Se detuvo en seco, separó los pies, alzó el arco y ajustó una flecha por el culatín. Tiró de la cuerda con fuerza, notó cómo giraban las poleas dando paso al tramo fácil del tensado, pegó la flecha a la mejilla, y siguiendo la línea recta del astil hizo puntería sobre el tronco de un álamo que estaba a unos quince metros. Soltó la flecha, el chasquido consiguiente al salir disparada, y la flecha se empotró en el tronco. Al instante convertida en recuerdo, demasiado veloz como para que su vuelo pudiera asimilarse en tanto que experiencia vivida. Irene corrió hasta el álamo y examinó la flecha incrustada en la carne del árbol, cuatro hendiduras más claras en la corteza oscura, casi invisibles, irradiando del tubo, y si miraba por dichas hendiduras casi alcanzaba a ver el borde posterior de las cuchillas. Imposible recuperar la flecha, de modo que se ajustó el arco y continuó corriendo.
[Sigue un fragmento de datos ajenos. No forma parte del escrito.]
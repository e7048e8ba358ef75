//! Aggregator.
//!
//! Runs the full pipeline over loaded records and builds the [`History`]
//! consumed by the generators.

use crate::core::classifier::{Classification, Classifier};
use crate::core::grouper::RootGroups;
use crate::core::resolver::SeasonResolver;
use crate::models::config::Vocabulary;
use crate::models::history::History;
use crate::models::record::RawRecord;
use crate::Result;

/// Classify every record and aggregate watch dates.
///
/// Each record lands in exactly one place: under its movie title, or under
/// its (show, season, episode) path. Dates are appended in record order.
pub fn aggregate(records: &[RawRecord], vocabulary: &Vocabulary) -> Result<History> {
    let groups = RootGroups::build(records.iter().map(|r| r.title.as_str()));
    let classifier = Classifier::new(&groups, vocabulary);
    let resolver = SeasonResolver::new(vocabulary)?;

    tracing::info!(
        "Grouped {} records under {} roots ({} series roots)",
        records.len(),
        groups.len(),
        classifier.series_root_count()
    );

    let mut history = History::default();

    for record in records {
        match classifier.classify(&record.title) {
            Classification::Episode { show } => {
                let season = resolver.season_label(show, &record.title);
                history
                    .episode_mut(show, &season, &record.title)
                    .push(record.date.as_str());
            }
            Classification::Movie => {
                history.movie_mut(&record.title).push(record.date.as_str());
            }
        }
    }

    tracing::debug!(
        "Found {} movies and {} series",
        history.movies.len(),
        history.series.len()
    );

    Ok(history)
}

#[cfg(test)]
mod tests {
    use super::*;

    #[test]
    fn test_every_record_lands_once() {
        let records = vec![
            RawRecord::new("Inception", "1/1/20"),
            RawRecord::new("Show: Season 1: Pilot", "2/2/20"),
            RawRecord::new("Show: Season 1: Pilot", "2/3/20"),
            RawRecord::new("Lone: Chapter 1", "2/4/20"),
        ];
        let history = aggregate(&records, &Vocabulary::default()).unwrap();
        assert_eq!(history.viewing_events(), records.len());
        assert_eq!(history.movies.len(), 1);
        assert_eq!(history.series.len(), 2);
    }
}
//! Error types for the watch organizer.

use thiserror::Error;

/// Result type alias using our Error type.
pub type Result<T> = std::result::Result<T, Error>;

/// Main error type for the watch organizer.
#[derive(Error, Debug)]
pub enum Error {
    // Input errors
    #[error("Could not find '{0}'")]
    InputNotFound(String),

    #[error("Failed to read input: {0}")]
    InputRead(String),

    #[error("No 'Title' column in {0}")]
    MissingTitleColumn(String),

    // IO errors
    #[error("IO error: {0}")]
    Io(#[from] std::io::Error),

    // JSON errors
    #[error("JSON error: {0}")]
    Json(#[from] serde_json::Error),

    // Generic errors
    #[error("{0}")]
    Other(String),
}

impl Error {
    /// Create a generic error from a string.
    pub fn other<S: Into<String>>(msg: S) -> Self {
        Error::Other(msg.into())
    }

    /// Whether this error only means the input was absent.
    ///
    /// The binary treats this as a graceful stop rather than a failure.
    pub fn is_input_not_found(&self) -> bool {
        matches!(self, Error::InputNotFound(_))
    }
}

impl From<csv::Error> for Error {
    fn from(err: csv::Error) -> Self {
        Error::InputRead(err.to_string())
    }
}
Agotamiento. Era lo que ella quería. Correr hasta no poder más. Pero había otra cosa que la impulsaba en ese momento, algo además de los músculos y la sangre. No se cansaba nunca. Continuó hasta llegar a la orilla en el otro extremo de la isla, salió a unos montículos de hierba y la playa pedregosa, vio la Frying Pan, su grácil curva, encajó una flecha, apuntó alto y la mandó en vuelo parabólico hacia otro bosque. Caminó al borde del agua, al acecho de piedras grandes y sombras de reflejos y de hielo, encajó otra flecha y rasgó con ella la superficie. La flecha desaparecida, oculta por las ondas, y le pareció oír el chasquido de las hojas metálicas al contacto con la roca. Pero tal vez habían sido imaginaciones suyas.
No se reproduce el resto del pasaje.